Timbuktu is basically just an in-depth look at how “loyalty” (read–monomania inspired by “ontological terror”) works, and that’s fine, but I expect more from Auster than a new take on Diogenes’ dog-philosophy for the ninteties. I do agree with Mr. Bones (no, not the Infinity Inc. “Mr. Bones”, but I’ll be talking about him soon enough!) that “memory is a real place”–but goddamnit it’s not a place to retire to! It’s more like a stage upon which to enact new dramas!

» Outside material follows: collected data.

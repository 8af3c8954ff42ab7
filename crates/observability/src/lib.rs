//! Tracing/logging setup shared by anything that embeds the inventory.

/// Environment-driven logging configuration.
pub mod config;

/// Subscriber installation (filters, output format).
pub mod subscriber;

pub use config::{LogFormat, ObservabilityConfig, UnknownLogFormat};

/// Initialize process-wide logging from the environment.
///
/// Safe to call multiple times; subsequent calls become no-ops.
pub fn init() {
    init_with(&ObservabilityConfig::from_env());
}

/// Initialize process-wide logging from an explicit configuration.
pub fn init_with(config: &ObservabilityConfig) {
    subscriber::init(config);
}
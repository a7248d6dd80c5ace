mod common;

use common::{strings, upload};
use sheetmerge_sheet::{MemoryStore, Session, SessionId, Table, TemplateConfig, UploadedFile};

/// A default-geometry template: company at B1, code at B2, sub-table
/// headers on row 4 at A-C and E-G. Each data row spans both sub-tables.
fn template(company: &str, code: &str, data: &[&[&str]]) -> Vec<Vec<String>> {
    let mut rows = vec![
        strings(&["회사", company]),
        strings(&["코드", code]),
        Vec::new(),
        strings(&["Name", "Dept", "Title", "", "Name2", "Dept2", "Title2"]),
    ];
    rows.extend(data.iter().map(|row| strings(row)));
    rows
}

fn template_file(name: &str, rows: &[Vec<String>]) -> UploadedFile {
    let borrowed: Vec<Vec<&str>> = rows
        .iter()
        .map(|row| row.iter().map(String::as_str).collect())
        .collect();
    let slices: Vec<&[&str]> = borrowed.iter().map(Vec::as_slice).collect();
    upload(name, &slices)
}

#[test]
fn test_flatten_workbook() {
    let mut rows = template(
        "Acme",
        "C1",
        &[
            &["Kim", "Sales", "Lead", "", "Lee", "Ops", "Staff"],
            &["Park", "HR", "Manager"],
        ],
    );
    // blank left side ends the data even though rows follow
    rows.push(Vec::new());
    rows.push(strings(&["", "", "", "", "Ghost"]));
    rows.push(strings(&["Late", "Row", "Here"]));
    let file = template_file("acme.xlsx", &rows);

    let table = Table::from_template_bytes(&file.bytes, &TemplateConfig::default(), &file.name).unwrap();

    assert_eq!(
        table.headers(),
        strings(&["코드", "회사", "Name", "Dept", "Title", "Name2", "Dept2", "Title2"]).as_slice()
    );
    assert_eq!(table.row_count(), 2);
    assert_eq!(
        table.rows()[0],
        strings(&["C1", "Acme", "Kim", "Sales", "Lead", "Lee", "Ops", "Staff"])
    );
    assert_eq!(
        table.rows()[1],
        strings(&["C1", "Acme", "Park", "HR", "Manager", "", "", ""])
    );
    assert_eq!(table.source_name(), "acme.xlsx");
}

#[test]
fn test_upload_templates_merges_without_header_check() {
    let mut store = MemoryStore::new();
    let mut session = Session::new(&mut store, SessionId::new("user"));

    let acme = template("Acme", "C1", &[&["Kim", "Sales", "Lead", "", "Lee", "Ops", "Staff"]]);
    let globex = template(
        "Globex",
        "C2",
        &[
            &["Choi", "Dev", "Senior"],
            &["Jung", "Dev", "Junior", "", "Han", "QA", "Tester"],
        ],
    );

    let report = session
        .upload_templates(&[
            template_file("acme.xlsx", &acme),
            UploadedFile::new("corrupt.xlsx", b"\x00\x01\x02".to_vec()),
            template_file("globex.xlsx", &globex),
        ])
        .unwrap();

    assert_eq!(report.succeeded, 2);
    assert_eq!(report.failure_count(), 1);
    assert_eq!(report.total_rows, 3);

    let table = session.table();
    assert_eq!(table.source_name(), "acme.xlsx");
    assert_eq!(table.rows()[0][..2], strings(&["C1", "Acme"])[..]);
    assert_eq!(table.rows()[1][..3], strings(&["C2", "Globex", "Choi"])[..]);
    assert_eq!(table.rows()[2][5..], strings(&["Han", "QA", "Tester"])[..]);
}

#[test]
fn test_upload_templates_uses_session_config() {
    let mut store = MemoryStore::new();
    let mut session = Session::new(&mut store, SessionId::new("user"));
    session
        .save_config(TemplateConfig {
            company_row: 0,
            company_col: 0,
            code_row: 0,
            code_col: 1,
            data_start_row: 1,
            left_table_start_col: 0,
            right_table_start_col: 2,
            col_count: 2,
        })
        .unwrap();

    let file = upload(
        "compact.xlsx",
        &[
            &["Initech", "I-9"],
            &["a", "b", "c", "d"],
            &["1", "2", "3", "4"],
        ],
    );
    session.upload_templates(&[file]).unwrap();

    let table = session.table();
    assert_eq!(table.headers(), strings(&["코드", "회사", "a", "b", "c", "d"]).as_slice());
    assert_eq!(table.rows(), &[strings(&["I-9", "Initech", "1", "2", "3", "4"])]);
}

#[test]
fn test_template_then_generic_upload_share_table() {
    let mut store = MemoryStore::new();
    let mut session = Session::new(&mut store, SessionId::new("user"));

    let acme = template("Acme", "C1", &[&["Kim", "Sales", "Lead", "", "Lee", "Ops", "Staff"]]);
    session
        .upload_templates(&[template_file("acme.xlsx", &acme)])
        .unwrap();

    // A plain sheet with the flattened header merges into the same table.
    let report = session
        .upload(&[upload(
            "flat.xlsx",
            &[
                &["코드", "회사", "Name", "Dept", "Title", "Name2", "Dept2", "Title2"],
                &["C9", "Other", "Yoon", "Legal", "Head", "", "", ""],
            ],
        )])
        .unwrap();

    assert_eq!(report.succeeded, 1);
    assert_eq!(session.table().row_count(), 2);
}
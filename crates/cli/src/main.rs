//! # sheetmerge-cli
//!
//! Command-line interface for merging spreadsheets into a per-session table.

mod store;

use anyhow::{Context, Result};
use clap::{Args, Parser, Subcommand};
use colored::Colorize;
use serde::Deserialize;
use sheetmerge_sheet::{
    BatchReport, FailedFile, FailureReason, Session, SessionId, SessionStore, Table,
    TemplateConfig, UploadedFile,
};
use std::path::{Path, PathBuf};
use store::FileStore;
use tracing_subscriber::EnvFilter;

/// sheetmerge - merge spreadsheets that share a column layout
#[derive(Parser)]
#[command(name = "sheetmerge")]
#[command(author, version, about = "Merge spreadsheets into one table", long_about = None)]
struct Cli {
    /// Session whose table and template config are used
    #[arg(short = 's', long = "session", default_value = "default", global = true)]
    session: String,

    /// State file holding all sessions
    #[arg(long = "state", value_name = "PATH", global = true)]
    state: Option<PathBuf>,

    /// Enable verbose output
    #[arg(short, long, global = true)]
    verbose: bool,

    #[command(subcommand)]
    command: Command,
}

#[derive(Subcommand)]
enum Command {
    /// Merge spreadsheets sharing one header into the session table
    Upload {
        #[arg(required = true, value_name = "FILES")]
        files: Vec<PathBuf>,
    },
    /// Flatten template spreadsheets with the session config and merge them
    Template {
        #[arg(required = true, value_name = "FILES")]
        files: Vec<PathBuf>,
    },
    /// Show or change the template config
    Config {
        #[command(subcommand)]
        action: ConfigAction,
    },
    /// Print the session table
    Show {
        /// Output format (table, json)
        #[arg(short = 'f', long = "format", default_value = "table")]
        format: OutputFormat,
    },
    /// Replace the session table with an edited JSON payload
    Edit {
        #[arg(value_name = "JSON")]
        file: PathBuf,
    },
    /// Write the session table to an xlsx file
    Export {
        #[arg(short = 'o', long = "output", value_name = "PATH")]
        output: Option<PathBuf>,
    },
    /// Drop the session table
    Clear,
}

#[derive(Subcommand)]
enum ConfigAction {
    /// Print the current config
    Show,
    /// Change individual fields; the rest keep their current value
    Set(ConfigArgs),
    /// Replace the config with a JSON file
    Load {
        #[arg(value_name = "JSON")]
        file: PathBuf,
    },
    /// Restore the default geometry
    Reset,
}

/// Template geometry overrides, all 0-based.
#[derive(Args, Default)]
struct ConfigArgs {
    #[arg(long)]
    company_row: Option<usize>,
    #[arg(long)]
    company_col: Option<usize>,
    #[arg(long)]
    code_row: Option<usize>,
    #[arg(long)]
    code_col: Option<usize>,
    #[arg(long)]
    data_start_row: Option<usize>,
    #[arg(long)]
    left_table_start_col: Option<usize>,
    #[arg(long)]
    right_table_start_col: Option<usize>,
    #[arg(long)]
    col_count: Option<usize>,
}

impl ConfigArgs {
    fn apply(&self, base: TemplateConfig) -> TemplateConfig {
        TemplateConfig {
            company_row: self.company_row.unwrap_or(base.company_row),
            company_col: self.company_col.unwrap_or(base.company_col),
            code_row: self.code_row.unwrap_or(base.code_row),
            code_col: self.code_col.unwrap_or(base.code_col),
            data_start_row: self.data_start_row.unwrap_or(base.data_start_row),
            left_table_start_col: self.left_table_start_col.unwrap_or(base.left_table_start_col),
            right_table_start_col: self
                .right_table_start_col
                .unwrap_or(base.right_table_start_col),
            col_count: self.col_count.unwrap_or(base.col_count),
        }
    }
}

/// Output format for `show`.
#[derive(Clone, Copy, Default, clap::ValueEnum)]
enum OutputFormat {
    /// Tab-separated rows (default)
    #[default]
    Table,
    /// JSON output
    Json,
}

/// Body of an edit: the full replacement header and rows.
#[derive(Debug, Deserialize)]
struct EditPayload {
    headers: Vec<String>,
    rows: Vec<Vec<String>>,
}

fn main() -> Result<()> {
    let cli = Cli::parse();

    // Initialize logging
    if cli.verbose {
        tracing_subscriber::fmt()
            .with_env_filter(
                EnvFilter::try_from_default_env().unwrap_or_else(|_| EnvFilter::new("info")),
            )
            .init();
    }

    let state_path = cli.state.unwrap_or_else(default_state_path);
    let mut store = FileStore::open(&state_path)?;

    let changed = {
        let mut session = Session::new(&mut store, SessionId::new(cli.session));
        run(cli.command, &mut session)?
    };

    if changed {
        store.save()?;
    }

    Ok(())
}

/// Default state file under the platform data directory.
fn default_state_path() -> PathBuf {
    dirs::data_dir()
        .map(|d| d.join("sheetmerge").join("state.json"))
        .unwrap_or_else(|| PathBuf::from(".sheetmerge-state.json"))
}

/// Run one command. Returns whether session state changed.
fn run<S: SessionStore>(command: Command, session: &mut Session<'_, S>) -> Result<bool> {
    match command {
        Command::Upload { files } => {
            let report = upload_batch(session, &files, false)?;
            print_report(&report);
            Ok(report.succeeded > 0)
        }
        Command::Template { files } => {
            let report = upload_batch(session, &files, true)?;
            print_report(&report);
            Ok(report.succeeded > 0)
        }
        Command::Config { action } => run_config(action, session),
        Command::Show { format } => {
            print_table(&session.table(), format)?;
            Ok(false)
        }
        Command::Edit { file } => {
            let text = std::fs::read_to_string(&file)
                .with_context(|| format!("Failed to read file: {}", file.display()))?;
            let payload = parse_edit_payload(&text)?;
            let table = session.update(payload.headers, payload.rows);
            println!("{} {} rows", "Saved:".green().bold(), table.row_count());
            Ok(true)
        }
        Command::Export { output } => {
            let export = session.export()?;
            let path = output.unwrap_or_else(|| PathBuf::from(export.file_name));
            std::fs::write(&path, &export.bytes)
                .with_context(|| format!("Failed to write file: {}", path.display()))?;
            println!(
                "{} {} ({} bytes)",
                "Exported:".green().bold(),
                path.display(),
                export.bytes.len()
            );
            Ok(false)
        }
        Command::Clear => {
            session.clear();
            println!("{}", "Table cleared".green());
            Ok(true)
        }
    }
}

fn run_config<S: SessionStore>(action: ConfigAction, session: &mut Session<'_, S>) -> Result<bool> {
    match action {
        ConfigAction::Show => {
            println!("{}", serde_json::to_string_pretty(&session.config())?);
            Ok(false)
        }
        ConfigAction::Set(args) => {
            let config = args.apply(session.config());
            session.save_config(config)?;
            println!("{}", "Template config saved".green());
            Ok(true)
        }
        ConfigAction::Load { file } => {
            let text = std::fs::read_to_string(&file)
                .with_context(|| format!("Failed to read file: {}", file.display()))?;
            let config: TemplateConfig = serde_json::from_str(&text)
                .with_context(|| format!("Invalid template config: {}", file.display()))?;
            session.save_config(config)?;
            println!("{}", "Template config saved".green());
            Ok(true)
        }
        ConfigAction::Reset => {
            session.reset_config();
            println!("{}", "Template config reset to defaults".green());
            Ok(true)
        }
    }
}

/// Read every path and run one batch. Files that cannot be read are
/// reported as failed alongside the ones the batch rejects.
fn upload_batch<S: SessionStore>(
    session: &mut Session<'_, S>,
    paths: &[PathBuf],
    templates: bool,
) -> Result<BatchReport> {
    let (files, unreadable) = read_files(paths);

    let mut report = if files.is_empty() && !unreadable.is_empty() {
        BatchReport {
            total_rows: session.table().row_count(),
            ..BatchReport::default()
        }
    } else if templates {
        session.upload_templates(&files)?
    } else {
        session.upload(&files)?
    };

    report.failed.splice(0..0, unreadable);
    Ok(report)
}

fn read_files(paths: &[PathBuf]) -> (Vec<UploadedFile>, Vec<FailedFile>) {
    let mut files = Vec::new();
    let mut unreadable = Vec::new();
    for path in paths {
        match UploadedFile::from_path(path) {
            Ok(file) => files.push(file),
            Err(e) => {
                tracing::warn!(path = %path.display(), error = %e, "Failed to read file");
                unreadable.push(FailedFile {
                    name: display_name(path),
                    reason: FailureReason::Unreadable,
                });
            }
        }
    }
    (files, unreadable)
}

fn display_name(path: &Path) -> String {
    path.file_name()
        .map_or_else(|| path.display().to_string(), |n| n.to_string_lossy().into_owned())
}

fn parse_edit_payload(text: &str) -> Result<EditPayload> {
    serde_json::from_str(text).context("Edit payload must be {\"headers\": [...], \"rows\": [[...]]}")
}

fn print_report(report: &BatchReport) {
    println!("{} {}", "Done:".green().bold(), report);
    for failed in &report.failed {
        println!("  {} {}", "failed".yellow(), failed);
    }
}

fn print_table(table: &Table, format: OutputFormat) -> Result<()> {
    match format {
        OutputFormat::Json => println!("{}", serde_json::to_string_pretty(table)?),
        OutputFormat::Table => {
            if !table.has_headers() {
                println!("{}", "No data".yellow());
                return Ok(());
            }
            println!("{}", table.headers().join("\t").bold());
            for row in table.rows() {
                println!("{}", row.join("\t"));
            }
            println!(
                "{} {} rows from {}",
                "Total:".cyan(),
                table.row_count(),
                table.source_name()
            );
        }
    }
    Ok(())
}
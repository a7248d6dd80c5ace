//! Per-session orchestration of uploads, edits and exports.
//!
//! Each session owns at most one [`Table`] and one [`TemplateConfig`],
//! kept in a caller-supplied [`SessionStore`]. Every operation reads the
//! current value, computes a new one and writes it back whole.

use crate::error::{Result, SheetError};
use crate::table::Table;
use crate::template::TemplateConfig;
use serde::{Deserialize, Serialize};
use std::collections::HashMap;
use std::fmt;
use std::path::Path;

/// File name suggested for exported workbooks.
pub const EXPORT_FILE_NAME: &str = "merged_excel_data.xlsx";
/// Content type of exported workbooks.
pub const EXPORT_CONTENT_TYPE: &str = "application/octet-stream";

/// Opaque handle naming one user's private state.
#[derive(Debug, Clone, PartialEq, Eq, Hash, PartialOrd, Ord, Serialize, Deserialize)]
#[serde(transparent)]
pub struct SessionId(String);

impl SessionId {
    #[must_use]
    pub fn new<S: Into<String>>(id: S) -> Self {
        SessionId(id.into())
    }

    #[must_use]
    pub fn as_str(&self) -> &str {
        &self.0
    }
}

impl fmt::Display for SessionId {
    fn fmt(&self, f: &mut fmt::Formatter<'_>) -> fmt::Result {
        f.write_str(&self.0)
    }
}

/// The values a session stores.
#[derive(Debug, Clone, Copy, PartialEq, Eq, Hash)]
pub enum SessionKey {
    Table,
    TemplateConfig,
}

#[derive(Debug, Clone, PartialEq)]
pub enum SessionValue {
    Table(Table),
    TemplateConfig(TemplateConfig),
}

/// Key-value storage scoped by session.
pub trait SessionStore {
    fn get(&self, session: &SessionId, key: SessionKey) -> Option<SessionValue>;
    fn put(&mut self, session: &SessionId, value: SessionValue);
    fn remove(&mut self, session: &SessionId, key: SessionKey);
}

impl SessionValue {
    #[must_use]
    pub fn key(&self) -> SessionKey {
        match self {
            SessionValue::Table(_) => SessionKey::Table,
            SessionValue::TemplateConfig(_) => SessionKey::TemplateConfig,
        }
    }
}

/// In-process store.
#[derive(Debug, Default)]
pub struct MemoryStore {
    values: HashMap<(SessionId, SessionKey), SessionValue>,
}

impl MemoryStore {
    #[must_use]
    pub fn new() -> Self {
        Self::default()
    }
}

impl SessionStore for MemoryStore {
    fn get(&self, session: &SessionId, key: SessionKey) -> Option<SessionValue> {
        self.values.get(&(session.clone(), key)).cloned()
    }

    fn put(&mut self, session: &SessionId, value: SessionValue) {
        self.values.insert((session.clone(), value.key()), value);
    }

    fn remove(&mut self, session: &SessionId, key: SessionKey) {
        self.values.remove(&(session.clone(), key));
    }
}

/// An uploaded file: its original name and raw bytes.
#[derive(Debug, Clone)]
pub struct UploadedFile {
    pub name: String,
    pub bytes: Vec<u8>,
}

impl UploadedFile {
    #[must_use]
    pub fn new<S: Into<String>>(name: S, bytes: Vec<u8>) -> Self {
        UploadedFile {
            name: name.into(),
            bytes,
        }
    }

    /// Read a file from disk, named after its file name.
    pub fn from_path<P: AsRef<Path>>(path: P) -> Result<Self> {
        let path = path.as_ref();
        let name = path
            .file_name()
            .map(|n| n.to_string_lossy().into_owned())
            .unwrap_or_else(|| path.display().to_string());
        Ok(Self::new(name, std::fs::read(path)?))
    }

    #[must_use]
    pub fn is_empty(&self) -> bool {
        self.bytes.is_empty()
    }
}

/// Why a file was left out of a batch.
#[derive(Debug, Clone, Copy, PartialEq, Eq)]
pub enum FailureReason {
    HeaderMismatch,
    Unreadable,
}

impl fmt::Display for FailureReason {
    fn fmt(&self, f: &mut fmt::Formatter<'_>) -> fmt::Result {
        match self {
            FailureReason::HeaderMismatch => f.write_str("header mismatch"),
            FailureReason::Unreadable => f.write_str("processing error"),
        }
    }
}

#[derive(Debug, Clone, PartialEq, Eq)]
pub struct FailedFile {
    pub name: String,
    pub reason: FailureReason,
}

impl fmt::Display for FailedFile {
    fn fmt(&self, f: &mut fmt::Formatter<'_>) -> fmt::Result {
        write!(f, "{} ({})", self.name, self.reason)
    }
}

/// Outcome of one upload batch.
#[derive(Debug, Clone, Default, PartialEq, Eq)]
pub struct BatchReport {
    pub succeeded: usize,
    pub failed: Vec<FailedFile>,
    /// Rows in the session table after the batch.
    pub total_rows: usize,
}

impl BatchReport {
    #[must_use]
    pub fn failure_count(&self) -> usize {
        self.failed.len()
    }
}

impl fmt::Display for BatchReport {
    fn fmt(&self, f: &mut fmt::Formatter<'_>) -> fmt::Result {
        write!(
            f,
            "{} file(s) merged ({} rows total)",
            self.succeeded, self.total_rows
        )?;
        if !self.failed.is_empty() {
            write!(f, ", {} file(s) failed", self.failed.len())?;
        }
        Ok(())
    }
}

/// A rendered workbook ready for download.
#[derive(Debug, Clone)]
pub struct Export {
    pub file_name: &'static str,
    pub content_type: &'static str,
    pub bytes: Vec<u8>,
}

/// How each file in a batch is parsed and joined to the running table.
#[derive(Debug, Clone, Copy)]
enum Ingest {
    /// Plain tables; each file's header must match the base.
    Generic,
    /// Template sheets; the header comes from the config, so it is not rechecked.
    Template(TemplateConfig),
}

impl Ingest {
    fn checks_headers(self) -> bool {
        matches!(self, Ingest::Generic)
    }
}

/// One session's view of a store.
pub struct Session<'s, S: SessionStore + ?Sized> {
    store: &'s mut S,
    id: SessionId,
}

impl<'s, S: SessionStore + ?Sized> Session<'s, S> {
    pub fn new(store: &'s mut S, id: SessionId) -> Self {
        Session { store, id }
    }

    #[must_use]
    pub fn id(&self) -> &SessionId {
        &self.id
    }

    /// The stored table, or an empty one.
    #[must_use]
    pub fn table(&self) -> Table {
        self.stored_table().unwrap_or_default()
    }

    /// The stored template config, or the default geometry.
    #[must_use]
    pub fn config(&self) -> TemplateConfig {
        match self.store.get(&self.id, SessionKey::TemplateConfig) {
            Some(SessionValue::TemplateConfig(config)) => config,
            _ => TemplateConfig::default(),
        }
    }

    /// Store a template config after validating it.
    pub fn save_config(&mut self, config: TemplateConfig) -> Result<()> {
        config.validate()?;
        self.store.put(&self.id, SessionValue::TemplateConfig(config));
        tracing::info!(session = %self.id, ?config, "Template config saved");
        Ok(())
    }

    /// Store the default template config.
    pub fn reset_config(&mut self) {
        self.store
            .put(&self.id, SessionValue::TemplateConfig(TemplateConfig::default()));
        tracing::info!(session = %self.id, "Template config reset");
    }

    /// Merge plain spreadsheets into the session table.
    ///
    /// Files are handled in order. The first readable file becomes the base
    /// when the session has no table yet; later files are appended only if
    /// their header matches the base exactly.
    pub fn upload(&mut self, files: &[UploadedFile]) -> Result<BatchReport> {
        self.ingest(files, Ingest::Generic)
    }

    /// Flatten template spreadsheets with the session config and merge them
    /// into the session table.
    pub fn upload_templates(&mut self, files: &[UploadedFile]) -> Result<BatchReport> {
        let config = self.config();
        self.ingest(files, Ingest::Template(config))
    }

    /// Replace the session table with user-edited content.
    pub fn update(&mut self, headers: Vec<String>, rows: Vec<Vec<String>>) -> Table {
        let table = Table::edited(headers, rows);
        self.store.put(&self.id, SessionValue::Table(table.clone()));
        tracing::info!(session = %self.id, rows = table.row_count(), "Table replaced by edit");
        table
    }

    /// Render the session table as a workbook.
    pub fn export(&self) -> Result<Export> {
        let table = self
            .stored_table()
            .filter(|t| t.row_count() > 0)
            .ok_or(SheetError::NothingToExport)?;

        let bytes = table.to_xlsx_bytes()?;
        tracing::info!(session = %self.id, rows = table.row_count(), bytes = bytes.len(), "Exported table");

        Ok(Export {
            file_name: EXPORT_FILE_NAME,
            content_type: EXPORT_CONTENT_TYPE,
            bytes,
        })
    }

    /// Drop the session table. The template config is kept.
    pub fn clear(&mut self) {
        self.store.remove(&self.id, SessionKey::Table);
        tracing::info!(session = %self.id, "Table cleared");
    }

    fn stored_table(&self) -> Option<Table> {
        match self.store.get(&self.id, SessionKey::Table) {
            Some(SessionValue::Table(table)) => Some(table),
            _ => None,
        }
    }

    fn ingest(&mut self, files: &[UploadedFile], mode: Ingest) -> Result<BatchReport> {
        let files: Vec<&UploadedFile> = files.iter().filter(|f| !f.is_empty()).collect();
        if files.is_empty() {
            return Err(SheetError::NoFiles);
        }

        let mut report = BatchReport::default();
        let mut merged = self.stored_table().filter(Table::has_headers);

        for file in files {
            let parsed = match mode {
                Ingest::Generic => Table::from_xlsx_bytes(&file.bytes, &file.name),
                Ingest::Template(config) => Table::from_template_bytes(&file.bytes, &config, &file.name),
            };

            let incoming = match parsed {
                Ok(table) => table,
                Err(e) => {
                    tracing::warn!(file = %file.name, error = %e, "Failed to read file");
                    report.failed.push(FailedFile {
                        name: file.name.clone(),
                        reason: FailureReason::Unreadable,
                    });
                    continue;
                }
            };

            merged = match merged {
                Some(base) if mode.checks_headers() && !base.headers_match(&incoming) => {
                    tracing::warn!(file = %file.name, "Header mismatch, file skipped");
                    report.failed.push(FailedFile {
                        name: file.name.clone(),
                        reason: FailureReason::HeaderMismatch,
                    });
                    Some(base)
                }
                Some(base) => {
                    report.succeeded += 1;
                    Some(base.merge(incoming))
                }
                None => {
                    report.succeeded += 1;
                    Some(incoming)
                }
            };

            // A header-less first file cannot serve as the base.
            merged = merged.filter(Table::has_headers);
        }

        if let Some(table) = &merged {
            report.total_rows = table.row_count();
            self.store.put(&self.id, SessionValue::Table(table.clone()));
        }

        tracing::info!(
            session = %self.id,
            succeeded = report.succeeded,
            failed = report.failure_count(),
            rows = report.total_rows,
            "Upload batch finished"
        );
        Ok(report)
    }
}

And the book’s final plunge into gnosticism really bugged me–all of a sudden you’re reading “The Little Match Dog”, and that’s not what I signed on for!

Hmm… speaking of the relative reality of non-spatial places– check out Father Tom’s look at Thomism & Time travel. Link via Josiah at Christus Victor, who has some thoughts of his own on these matters. Personally, I’m an “A-theorist” (although I am very interested in time travel to the past, as a literary device–unless it’s done poorly, as it almost always is…) More on this from me if I ever manage to get caught up on my sleep!